Work to be completed -> Going down the data below, set down exactly the line with "let relay_shutdown = shutdown.resubscribe();" and each line after it through the line with "Announces the relay"; no other lines.

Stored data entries
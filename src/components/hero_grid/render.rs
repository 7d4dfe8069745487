//! Frame rendering for the hero grid.
//!
//! Draw order, back to front:
//! 1. Grid lines (one batched stroke) and node dots (one batched fill)
//! 2. Per signal: fading trail segments, the lit part of the current edge, the head
//! 3. Value popups
//! 4. Vignette over the whole frame

use super::config::GridConfig;
use super::grid::Grid;
use super::popups::PopupField;
use super::signals::Signal;
use super::state::HeroGridState;
use super::surface::{RadialGradient, Surface};
use super::theme::Theme;

/// Renders the complete frame. Never mutates the simulation.
pub fn render<S: Surface + ?Sized>(state: &HeroGridState, surface: &mut S, theme: &Theme) {
	let config = state.config();
	surface.clear(state.width, state.height);

	draw_grid(state.grid(), surface, config, theme);
	for sig in state.signals() {
		draw_signal(sig, state.grid(), surface, config, theme);
	}
	draw_popups(state.popups(), surface, config, theme);
	draw_vignette(state.width, state.height, surface, config, theme);
}

fn draw_grid<S: Surface + ?Sized>(grid: &Grid, surface: &mut S, config: &GridConfig, theme: &Theme) {
	surface.begin_path();
	for (a, b) in grid.edges() {
		surface.move_to(a.x, a.y);
		surface.line_to(b.x, b.y);
	}
	surface.stroke(theme.line.with_alpha(config.line_opacity), config.line_width);

	surface.begin_path();
	for (_, p) in grid.nodes() {
		surface.circle(p.x, p.y, config.dot_radius);
	}
	surface.fill(theme.dot.with_alpha(config.dot_opacity));
}

fn draw_signal<S: Surface + ?Sized>(
	sig: &Signal,
	grid: &Grid,
	surface: &mut S,
	config: &GridConfig,
	theme: &Theme,
) {
	let (Some(from), Some(head)) = (grid.node(sig.pos), sig.head(grid)) else {
		return;
	};

	for seg in &sig.trail {
		let alpha = seg.alpha(config.trail_opacity, config.trail_fade_time);
		if alpha <= 0.0 {
			continue;
		}
		let (Some(a), Some(b)) = (grid.node(seg.from), grid.node(seg.to)) else {
			continue;
		};
		surface.begin_path();
		surface.move_to(a.x, a.y);
		surface.line_to(b.x, b.y);
		surface.stroke(theme.signal.with_alpha(alpha), config.trail_width);
	}

	// Lit part of the current edge, node to head.
	surface.begin_path();
	surface.move_to(from.x, from.y);
	surface.line_to(head.x, head.y);
	surface.stroke(
		theme.signal.with_alpha(config.trail_opacity),
		config.trail_width,
	);

	surface.begin_path();
	surface.circle(head.x, head.y, config.signal_radius);
	surface.fill(theme.signal.with_alpha(config.signal_opacity));
}

fn draw_popups<S: Surface + ?Sized>(
	popups: &PopupField,
	surface: &mut S,
	config: &GridConfig,
	theme: &Theme,
) {
	for popup in popups.iter() {
		let alpha = popup.alpha(config);
		if alpha <= 0.0 {
			continue;
		}
		let at = popup.text_origin(config);
		surface.fill_text(
			&popup.label,
			at.x,
			at.y,
			&config.popup_font,
			theme.popup.with_alpha(alpha),
		);
	}
}

fn draw_vignette<S: Surface + ?Sized>(
	width: f64,
	height: f64,
	surface: &mut S,
	config: &GridConfig,
	theme: &Theme,
) {
	let (cx, cy) = (width / 2.0, height / 2.0);
	let max_r = cx.hypot(cy);
	let gradient = RadialGradient {
		cx,
		cy,
		inner_radius: max_r * config.vignette_start,
		outer_radius: max_r,
		inner: theme.vignette.with_alpha(0.0),
		outer: theme.vignette.with_alpha(theme.vignette_alpha),
	};
	surface.fill_rect_gradient(&gradient, width, height);
}
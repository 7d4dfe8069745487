//! UI components.

pub mod hero_grid;
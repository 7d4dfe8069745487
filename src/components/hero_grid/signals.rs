//! Signals: pulses that random-walk along grid edges leaving a fading trail.
//!
//! Each signal is always somewhere on the edge between `pos` and `target`,
//! `progress` of the way along. Completing an edge is a *hop*: the trail grows,
//! the lifetime shrinks, a popup may appear, and the next edge is picked with a
//! bias towards going straight. A signal with no way forward or no lifetime
//! left retires; the owner replaces it.

use log::trace;
use rand::Rng;

use super::config::GridConfig;
use super::grid::{Direction, Grid, GridPos, Point};
use super::popups::PopupField;

/// A traversed edge that is fading out.
#[derive(Clone, Copy, Debug, PartialEq)]
pub struct TrailSegment {
	/// Node the hop started from.
	pub from: GridPos,
	/// Node the hop ended at.
	pub to: GridPos,
	/// Seconds since the edge was completed.
	pub age: f64,
}

impl TrailSegment {
	/// Linear fade from `peak` to zero over `fade_time`.
	pub fn alpha(&self, peak: f64, fade_time: f64) -> f64 {
		if fade_time <= 0.0 {
			return 0.0;
		}
		peak * (1.0 - self.age / fade_time)
	}
}

/// Result of advancing a signal by one frame.
#[derive(Clone, Copy, Debug, PartialEq, Eq)]
pub enum Hop {
	/// Still mid-edge.
	Traveling,
	/// Completed an edge and set off along the next one.
	Arrived,
	/// Completed an edge with nowhere to go or no lifetime left.
	Retired,
}

/// A pulse travelling across the grid.
#[derive(Clone, Debug, PartialEq)]
pub struct Signal {
	/// Node the signal is leaving.
	pub pos: GridPos,
	/// Node the signal is heading to.
	pub target: GridPos,
	/// Fraction of the current edge covered, in `[0, 1)`.
	pub progress: f64,
	/// Edges per second.
	pub speed: f64,
	/// Direction of travel along the current edge.
	pub direction: Direction,
	/// Segments of completed hops, oldest first.
	pub trail: Vec<TrailSegment>,
	/// Hops left before forced retirement.
	pub life: u32,
}

impl Signal {
	/// Spawn a signal at a random node that has at least one neighbour.
	///
	/// Gives up after `spawn_attempts` misses, which is expected while the grid
	/// is (nearly) fully excluded.
	pub fn spawn<R: Rng + ?Sized>(grid: &Grid, config: &GridConfig, rng: &mut R) -> Option<Self> {
		if grid.rows() == 0 || grid.cols() == 0 {
			return None;
		}

		for _ in 0..config.spawn_attempts {
			let pos = GridPos::new(
				rng.random_range(0..grid.rows()) as i32,
				rng.random_range(0..grid.cols()) as i32,
			);
			if !grid.has_node(pos) {
				continue;
			}
			let exits: Vec<Direction> = grid.exits(pos).collect();
			if exits.is_empty() {
				continue;
			}

			let direction = exits[rng.random_range(0..exits.len())];
			let (speed_min, speed_max) = config.speed_range();
			let (life_min, life_max) = config.life_range();
			return Some(Self {
				pos,
				target: pos.step(direction),
				progress: rng.random::<f64>(),
				speed: if speed_max > speed_min {
					rng.random_range(speed_min..speed_max)
				} else {
					speed_min
				},
				direction,
				trail: Vec::new(),
				life: rng.random_range(life_min..life_max),
			});
		}

		trace!(
			"hero-grid: no spawn node after {} attempts",
			config.spawn_attempts
		);
		None
	}

	/// Advance along the current edge by `dt` seconds, handling a hop if the
	/// edge is completed. At most one hop happens per call.
	pub fn step<R: Rng + ?Sized>(
		&mut self,
		dt: f64,
		grid: &Grid,
		config: &GridConfig,
		rng: &mut R,
		popups: &mut PopupField,
	) -> Hop {
		self.progress += self.speed * dt;
		if self.progress < 1.0 {
			return Hop::Traveling;
		}

		self.progress = 0.0;
		self.life = self.life.saturating_sub(1);
		self.trail.push(TrailSegment {
			from: self.pos,
			to: self.target,
			age: 0.0,
		});
		self.pos = self.target;

		if let Some(anchor) = grid.node(self.pos) {
			if !popups.is_full(config) && rng.random_bool(config.popup_chance.clamp(0.0, 1.0)) {
				popups.try_spawn(anchor, config, rng);
			}
		}

		if self.life == 0 {
			return Hop::Retired;
		}

		let mut choices: Vec<(Direction, u32)> = Vec::with_capacity(3);
		if grid.has_node(self.pos.step(self.direction)) {
			choices.push((self.direction, config.straight_weight));
		}
		for turn in self.direction.perpendicular() {
			if grid.has_node(self.pos.step(turn)) {
				choices.push((turn, config.turn_weight));
			}
		}

		let total: u32 = choices.iter().map(|&(_, w)| w).sum();
		if total == 0 {
			return Hop::Retired;
		}
		let draw = rng.random::<f64>() * total as f64;
		let Some(next) = weighted_choice(&choices, draw) else {
			return Hop::Retired;
		};

		self.direction = next;
		self.target = self.pos.step(next);
		Hop::Arrived
	}

	/// Age the trail by `dt` and drop segments older than `fade_time`.
	pub fn age_trail(&mut self, dt: f64, fade_time: f64) {
		self.trail.retain_mut(|seg| {
			seg.age += dt;
			seg.age <= fade_time
		});
	}

	/// Current head position, interpolated along the edge.
	pub fn head(&self, grid: &Grid) -> Option<Point> {
		let from = grid.node(self.pos)?;
		let to = grid.node(self.target)?;
		Some(from.lerp(to, self.progress))
	}
}

/// Pick from weighted `options` given a `draw` in `[0, total_weight)`.
///
/// Returns the first option whose cumulative weight is at least `draw`.
/// Zero-weight options are never picked. If rounding pushes `draw` past the
/// total, the last positive-weight option wins.
pub fn weighted_choice<T: Copy>(options: &[(T, u32)], draw: f64) -> Option<T> {
	let mut cumulative = 0.0;
	let mut last = None;
	for &(option, weight) in options {
		if weight == 0 {
			continue;
		}
		cumulative += weight as f64;
		last = Some(option);
		if draw <= cumulative {
			return last;
		}
	}
	last
}
//! Immediate-mode drawing target.
//!
//! The renderer only ever talks to a [`Surface`]. The browser canvas context
//! implements it directly; [`RecordingSurface`] captures the command stream so
//! frames can be compared without a display.

use std::f64::consts::PI;

use web_sys::CanvasRenderingContext2d;

use super::theme::Color;

/// A radial gradient with two colour stops, at offsets 0 and 1.
#[derive(Clone, Copy, Debug, PartialEq)]
pub struct RadialGradient {
	/// Centre x.
	pub cx: f64,
	/// Centre y.
	pub cy: f64,
	/// Radius of the inner stop.
	pub inner_radius: f64,
	/// Radius of the outer stop.
	pub outer_radius: f64,
	/// Colour at the inner radius.
	pub inner: Color,
	/// Colour at the outer radius.
	pub outer: Color,
}

/// 2-D path and fill primitives the hero grid draws with.
pub trait Surface {
	/// Erase the `width` x `height` area from the origin.
	fn clear(&mut self, width: f64, height: f64);
	/// Start a new path, discarding the current one.
	fn begin_path(&mut self);
	/// Start a sub-path at `(x, y)`.
	fn move_to(&mut self, x: f64, y: f64);
	/// Extend the current sub-path to `(x, y)`.
	fn line_to(&mut self, x: f64, y: f64);
	/// Full circle as a new sub-path.
	fn circle(&mut self, x: f64, y: f64, radius: f64);
	/// Stroke the current path.
	fn stroke(&mut self, color: Color, width: f64);
	/// Fill the current path.
	fn fill(&mut self, color: Color);
	/// Draw `text` with its baseline starting at `(x, y)`.
	fn fill_text(&mut self, text: &str, x: f64, y: f64, font: &str, color: Color);
	/// Fill the `width` x `height` area from the origin with `gradient`.
	fn fill_rect_gradient(&mut self, gradient: &RadialGradient, width: f64, height: f64);
}

impl Surface for CanvasRenderingContext2d {
	fn clear(&mut self, width: f64, height: f64) {
		self.clear_rect(0.0, 0.0, width, height);
	}

	fn begin_path(&mut self) {
		CanvasRenderingContext2d::begin_path(self);
	}

	fn move_to(&mut self, x: f64, y: f64) {
		CanvasRenderingContext2d::move_to(self, x, y);
	}

	fn line_to(&mut self, x: f64, y: f64) {
		CanvasRenderingContext2d::line_to(self, x, y);
	}

	fn circle(&mut self, x: f64, y: f64, radius: f64) {
		CanvasRenderingContext2d::move_to(self, x + radius, y);
		let _ = self.arc(x, y, radius, 0.0, PI * 2.0);
	}

	fn stroke(&mut self, color: Color, width: f64) {
		self.set_stroke_style_str(&color.to_css());
		self.set_line_width(width);
		CanvasRenderingContext2d::stroke(self);
	}

	fn fill(&mut self, color: Color) {
		self.set_fill_style_str(&color.to_css());
		CanvasRenderingContext2d::fill(self);
	}

	fn fill_text(&mut self, text: &str, x: f64, y: f64, font: &str, color: Color) {
		self.set_font(font);
		self.set_fill_style_str(&color.to_css());
		let _ = CanvasRenderingContext2d::fill_text(self, text, x, y);
	}

	fn fill_rect_gradient(&mut self, g: &RadialGradient, width: f64, height: f64) {
		let Ok(gradient) =
			self.create_radial_gradient(g.cx, g.cy, g.inner_radius, g.cx, g.cy, g.outer_radius)
		else {
			return;
		};
		let _ = gradient.add_color_stop(0.0, &g.inner.to_css());
		let _ = gradient.add_color_stop(1.0, &g.outer.to_css());

		#[allow(deprecated)]
		self.set_fill_style(&gradient);
		self.fill_rect(0.0, 0.0, width, height);
	}
}

/// One recorded drawing call.
#[derive(Clone, Debug, PartialEq)]
#[allow(missing_docs, reason = "variant fields mirror the Surface method arguments")]
pub enum DrawCommand {
	/// See [`Surface::clear`].
	Clear { width: f64, height: f64 },
	/// See [`Surface::begin_path`].
	BeginPath,
	/// See [`Surface::move_to`].
	MoveTo { x: f64, y: f64 },
	/// See [`Surface::line_to`].
	LineTo { x: f64, y: f64 },
	/// See [`Surface::circle`].
	Circle { x: f64, y: f64, radius: f64 },
	/// See [`Surface::stroke`].
	Stroke { color: Color, width: f64 },
	/// See [`Surface::fill`].
	Fill { color: Color },
	/// See [`Surface::fill_text`].
	Text { text: String, x: f64, y: f64, font: String, color: Color },
	/// See [`Surface::fill_rect_gradient`].
	Gradient { gradient: RadialGradient, width: f64, height: f64 },
}

/// Surface that records every call instead of drawing.
#[derive(Clone, Debug, Default)]
pub struct RecordingSurface {
	/// Commands in call order.
	pub commands: Vec<DrawCommand>,
}

impl RecordingSurface {
	/// Take the commands recorded so far, leaving the surface empty.
	pub fn take(&mut self) -> Vec<DrawCommand> {
		std::mem::take(&mut self.commands)
	}
}

impl Surface for RecordingSurface {
	fn clear(&mut self, width: f64, height: f64) {
		self.commands.push(DrawCommand::Clear { width, height });
	}

	fn begin_path(&mut self) {
		self.commands.push(DrawCommand::BeginPath);
	}

	fn move_to(&mut self, x: f64, y: f64) {
		self.commands.push(DrawCommand::MoveTo { x, y });
	}

	fn line_to(&mut self, x: f64, y: f64) {
		self.commands.push(DrawCommand::LineTo { x, y });
	}

	fn circle(&mut self, x: f64, y: f64, radius: f64) {
		self.commands.push(DrawCommand::Circle { x, y, radius });
	}

	fn stroke(&mut self, color: Color, width: f64) {
		self.commands.push(DrawCommand::Stroke { color, width });
	}

	fn fill(&mut self, color: Color) {
		self.commands.push(DrawCommand::Fill { color });
	}

	fn fill_text(&mut self, text: &str, x: f64, y: f64, font: &str, color: Color) {
		self.commands.push(DrawCommand::Text {
			text: text.to_string(),
			x,
			y,
			font: font.to_string(),
			color,
		});
	}

	fn fill_rect_gradient(&mut self, gradient: &RadialGradient, width: f64, height: f64) {
		self.commands.push(DrawCommand::Gradient {
			gradient: *gradient,
			width,
			height,
		});
	}
}
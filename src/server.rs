//! Server lifecycle: accept relay invitations and announce the relay address.

use std::sync::Arc;
use tokio::sync::broadcast;
use tokio::task::JoinError;
use tracing::Instrument;

use crate::bridge::{bridge, Network, Target};
use crate::channel::SecureChannel;
use crate::cli::ListenArgs;
use crate::common::{format_duration, TunnelConfig};
use crate::direct::DirectRelay;
use crate::discovery::{AddressLister, Announcer, Discovery, StaticDiscovery};
use crate::error::{Error, Result};
use crate::identity::DeviceId;
use crate::protocol::{serve_commands, Dispatch};
use crate::relay::{Invitation, RelayListener, SessionJoiner};
use crate::tls::{load_or_generate_cert_at_paths, CertKeyPair, DEFAULT_CERT_NAME};

/// Immutable per-process server configuration.
#[derive(Debug, Clone)]
pub struct ServerConfig {
    pub cert: CertKeyPair,
    pub target: Target,
    pub tunnel: TunnelConfig,
}

/// Accepts tunnels arriving through a relay listener.
pub struct Server<R> {
    config: Arc<ServerConfig>,
    relay: Arc<R>,
}

impl<R: RelayListener + 'static> Server<R> {
    pub fn new(config: ServerConfig, relay: Arc<R>) -> Self {
        Self {
            config: Arc::new(config),
            relay,
        }
    }

    /// This server's device id.
    pub fn id(&self) -> DeviceId {
        self.config.cert.id
    }

    /// Runs the relay and handles each invitation on its own task until
    /// `shutdown` fires or the relay stops.
    ///
    /// In-flight connections are not cancelled; they end with their streams.
    pub async fn serve_invitations(&self, mut shutdown: broadcast::Receiver<()>) -> Result<()> {
        let relay = Arc::clone(&self.relay);
        let relay_shutdown = shutdown.resubscribe();
        let mut relay_task = tokio::spawn(async move { relay.serve(relay_shutdown).await });

        loop {
            tokio::select! {
                invitation = self.relay.next_invitation() => {
                    match invitation {
                        Some(invitation) => self.spawn_connection(invitation),
                        None => {
                            tracing::debug!("invitation stream ended");
                            break;
                        }
                    }
                }
                result = &mut relay_task => {
                    return relay_result(result);
                }
                _ = shutdown.recv() => {
                    tracing::debug!("invitation loop received shutdown signal");
                    break;
                }
            }
        }

        relay_result(relay_task.await)
    }

    /// Announces the relay address through `announcer` until `shutdown` fires.
    pub async fn serve_discovery<D: Discovery>(
        &self,
        announcer: &Announcer<D>,
        shutdown: broadcast::Receiver<()>,
    ) -> Result<()> {
        let lister = RelayAddressLister {
            relay: Arc::clone(&self.relay),
        };
        announcer.serve(&lister, shutdown).await
    }

    /// Runs both server loops until `shutdown` fires or one of them fails.
    pub async fn run<D: Discovery>(
        &self,
        announcer: &Announcer<D>,
        shutdown: broadcast::Receiver<()>,
    ) -> Result<()> {
        let invitations = self.serve_invitations(shutdown.resubscribe());
        let discovery = self.serve_discovery(announcer, shutdown);
        tokio::try_join!(invitations, discovery)?;
        Ok(())
    }

    fn spawn_connection(&self, invitation: Invitation) {
        let config = Arc::clone(&self.config);
        let relay = Arc::clone(&self.relay);
        let span = tracing::info_span!("conn", invitation = %invitation);

        tokio::spawn(
            async move {
                match handle_invitation(relay.as_ref(), &config, &invitation).await {
                    Ok(()) => tracing::info!("connection closed"),
                    Err(e) if e.is_authentication() => {
                        tracing::warn!(error = %e, "peer failed authentication")
                    }
                    Err(e) => tracing::warn!(error = %e, "connection failed"),
                }
            }
            .instrument(span),
        );
    }
}

/// Joins one invitation, authenticates the peer it claims to be from and
/// serves commands until the peer closes or switches to proxy mode.
async fn handle_invitation<J>(relay: &J, config: &ServerConfig, invitation: &Invitation) -> Result<()>
where
    J: SessionJoiner + ?Sized,
{
    let claimed = DeviceId::from_bytes(&invitation.from)?;
    tracing::info!("invitation received");

    let stream = relay.join_session(invitation).await?;
    let timeout = config.tunnel.conn_timeout;
    let channel = SecureChannel::handshake_as_server(stream, &config.cert, &claimed, timeout).await?;
    tracing::info!(peer = %claimed.short(), "handshake complete");

    match serve_commands(channel, timeout).await? {
        Dispatch::Closed => Ok(()),
        Dispatch::Proxy(raw) => bridge(raw, &config.target).await,
    }
}

fn relay_result(joined: std::result::Result<Result<()>, JoinError>) -> Result<()> {
    joined.map_err(|e| Error::Relay(format!("relay task failed: {}", e)))?
}

/// Lists the relay's external URI, or nothing while it is not established.
struct RelayAddressLister<R> {
    relay: Arc<R>,
}

impl<R: RelayListener> AddressLister for RelayAddressLister<R> {
    fn external_addresses(&self) -> Vec<String> {
        self.relay.uri().into_iter().collect()
    }

    fn all_addresses(&self) -> Vec<String> {
        self.external_addresses()
    }
}

/// Runs the listen subcommand until Ctrl-C.
///
/// No global discovery service is wired in: the relay address is announced
/// into a process-local directory that no peer reads, and clients are given
/// the address with --peer-address instead.
pub async fn run_listen(args: &ListenArgs) -> Result<()> {
    let discovery = Arc::new(StaticDiscovery::new());

    let (shutdown_tx, _) = broadcast::channel::<()>(1);
    let run = listen(args, discovery, shutdown_tx.subscribe());
    tokio::pin!(run);

    tokio::select! {
        result = &mut run => result?,
        _ = tokio::signal::ctrl_c() => {
            tracing::info!("Received SIGINT, initiating graceful shutdown...");
            let _ = shutdown_tx.send(());
            run.await?;
        }
    }

    tracing::info!("Server shutdown complete");
    Ok(())
}

/// Loads the certificate, binds the relay and serves until `shutdown` fires,
/// announcing the relay address into `discovery`.
pub async fn listen<D: Discovery>(
    args: &ListenArgs,
    discovery: Arc<D>,
    shutdown: broadcast::Receiver<()>,
) -> Result<()> {
    let network: Network = args.network.parse()?;
    let target = Target::new(network, args.address.clone());

    let (cert, generated) = load_or_generate_cert_at_paths(&args.cert, &args.key, DEFAULT_CERT_NAME)?;
    let tunnel = TunnelConfig::default();
    let relay = Arc::new(DirectRelay::bind(&args.relay_listen, args.advertise.clone(), tunnel).await?);

    let server = Server::new(
        ServerConfig {
            cert,
            target,
            tunnel,
        },
        relay,
    );
    print_startup_message(args, &server, generated);

    let announcer = Announcer::new(discovery, server.id(), args.announce_interval);
    server.run(&announcer, shutdown).await
}

fn print_startup_message<R: RelayListener + 'static>(args: &ListenArgs, server: &Server<R>, generated: bool) {
    if generated {
        tracing::info!(
            cert = %args.cert.display(),
            key = %args.key.display(),
            "generated new certificate"
        );
    }
    tracing::info!(
        id = %server.id(),
        target = %server.config.target,
        relay = %args.relay_listen,
        announce_interval = %format_duration(args.announce_interval),
        "tunnelthing listening"
    );
}
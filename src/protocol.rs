//! One-byte command protocol spoken over an authenticated channel.
//!
//! The client sends a single command octet. `Ping` is answered with `Pong`
//! and the channel stays in command mode; `Proxy` ends the protocol and both
//! sides fall back to the raw transport. There is no framing, length prefix
//! or version byte.

use std::io;
use std::time::Duration;
use thiserror::Error;
use tokio::io::{AsyncRead, AsyncReadExt, AsyncWrite, AsyncWriteExt};

use crate::channel::SecureChannel;
use crate::error::{Error, Result};

/// Command octets.
#[derive(Debug, Clone, Copy, PartialEq, Eq)]
#[repr(u8)]
pub enum Command {
    Ping = 0x01,
    Pong = 0x02,
    Proxy = 0x03,
}

impl From<Command> for u8 {
    fn from(command: Command) -> Self {
        command as u8
    }
}

impl TryFrom<u8> for Command {
    type Error = ProtocolError;

    fn try_from(value: u8) -> std::result::Result<Self, Self::Error> {
        match value {
            0x01 => Ok(Command::Ping),
            0x02 => Ok(Command::Pong),
            0x03 => Ok(Command::Proxy),
            other => Err(ProtocolError::UnknownCommand(other)),
        }
    }
}

/// Protocol error types.
#[derive(Debug, Error, PartialEq, Eq)]
pub enum ProtocolError {
    #[error("unknown command byte: {0:#04x}")]
    UnknownCommand(u8),

    #[error("short write: expected {expected} bytes, wrote {written}")]
    ShortWrite { expected: usize, written: usize },

    #[error("unexpected read length: expected {expected} bytes, read {read}")]
    UnexpectedReadLength { expected: usize, read: usize },

    #[error("unexpected response: expected {expected:#04x}, got {got:#04x}")]
    UnexpectedResponse { expected: u8, got: u8 },
}

/// What the server command loop ended with.
#[derive(Debug)]
pub enum Dispatch<S> {
    /// The peer closed the channel while it was in command mode.
    Closed,
    /// The peer switched to proxy mode; carries the raw transport.
    Proxy(S),
}

/// Sends one `Ping` and waits for the matching `Pong`.
///
/// The write and the read each carry `timeout`. A reply that is not exactly
/// one byte fails with [`ProtocolError::UnexpectedReadLength`].
pub async fn ping<S>(channel: &mut SecureChannel<S>, timeout: Duration) -> Result<()>
where
    S: AsyncRead + AsyncWrite + Unpin + Send,
{
    send_command(channel, Command::Ping, timeout).await?;

    // One spare byte so a longer reply is rejected instead of left buffered.
    let mut buf = [0u8; 2];
    let read = match tokio::time::timeout(timeout, channel.read(&mut buf)).await {
        Ok(result) => result?,
        Err(_) => {
            return Err(Error::Timeout {
                operation: "awaiting pong",
                after: timeout,
            })
        }
    };
    if read != 1 {
        return Err(ProtocolError::UnexpectedReadLength { expected: 1, read }.into());
    }

    let pong = u8::from(Command::Pong);
    if buf[0] != pong {
        return Err(ProtocolError::UnexpectedResponse {
            expected: pong,
            got: buf[0],
        }
        .into());
    }

    Ok(())
}

/// Sends `Proxy` and downgrades the channel to its raw transport.
///
/// Everything written to or read from the returned stream bypasses TLS.
pub async fn enter_proxy_mode<S>(mut channel: SecureChannel<S>, timeout: Duration) -> Result<S>
where
    S: AsyncRead + AsyncWrite + Unpin + Send,
{
    send_command(&mut channel, Command::Proxy, timeout).await?;
    tracing::debug!(peer = %channel.peer_id(), "entered proxy mode");
    Ok(channel.into_raw())
}

/// Runs the server side of the protocol until the peer closes, errors, or
/// switches to proxy mode.
///
/// Awaiting a command has no deadline; only the pong write is bounded by
/// `timeout`.
pub async fn serve_commands<S>(mut channel: SecureChannel<S>, timeout: Duration) -> Result<Dispatch<S>>
where
    S: AsyncRead + AsyncWrite + Unpin + Send,
{
    loop {
        let mut buf = [0u8; 1];
        let read = match channel.read(&mut buf).await {
            Ok(n) => n,
            Err(e) if e.kind() == io::ErrorKind::UnexpectedEof => 0,
            Err(e) => {
                tracing::debug!(error = %e, "command read failed");
                return Err(e.into());
            }
        };
        if read == 0 {
            tracing::debug!("peer closed channel");
            return Ok(Dispatch::Closed);
        }

        match Command::try_from(buf[0]) {
            Ok(Command::Ping) => {
                tracing::debug!("received ping");
                if let Err(e) = send_command(&mut channel, Command::Pong, timeout).await {
                    tracing::warn!(error = %e, "failed to send pong");
                    return Err(e);
                }
                tracing::debug!("sent pong");
            }
            Ok(Command::Proxy) => {
                tracing::debug!("received proxy");
                return Ok(Dispatch::Proxy(channel.into_raw()));
            }
            Ok(Command::Pong) | Err(_) => {
                tracing::warn!(command = buf[0], "protocol violation");
                return Err(ProtocolError::UnknownCommand(buf[0]).into());
            }
        }
    }
}

/// Writes exactly one command byte and flushes it, bounded by `timeout`.
async fn send_command<S>(channel: &mut SecureChannel<S>, command: Command, timeout: Duration) -> Result<()>
where
    S: AsyncRead + AsyncWrite + Unpin + Send,
{
    match tokio::time::timeout(timeout, write_command(channel, command)).await {
        Ok(result) => result,
        Err(_) => Err(Error::Timeout {
            operation: "sending command",
            after: timeout,
        }),
    }
}

async fn write_command<S>(channel: &mut SecureChannel<S>, command: Command) -> Result<()>
where
    S: AsyncRead + AsyncWrite + Unpin + Send,
{
    let byte = [u8::from(command)];
    let written = channel.write(&byte).await?;
    if written != byte.len() {
        return Err(ProtocolError::ShortWrite {
            expected: byte.len(),
            written,
        }
        .into());
    }
    channel.flush().await?;
    Ok(())
}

Exercise result ->
        let relay_shutdown = shutdown.resubscribe();
        let mut relay_task = tokio::spawn(async move { relay.serve(relay_shutdown).await });

        loop {
            tokio::select! {
                invitation = self.relay.next_invitation() => {
                    match invitation {
                        Some(invitation) => self.spawn_connection(invitation),
                        None => {
                            tracing::debug!("invitation stream ended");
                            break;
                        }
                    }
                }
                result = &mut relay_task => {
                    return relay_result(result);
                }
                _ = shutdown.recv() => {
                    tracing::debug!("invitation loop received shutdown signal");
                    break;
                }
            }
        }

        relay_result(relay_task.await)
    }

    /// Announces the relay address through `announcer` until `shutdown` fires.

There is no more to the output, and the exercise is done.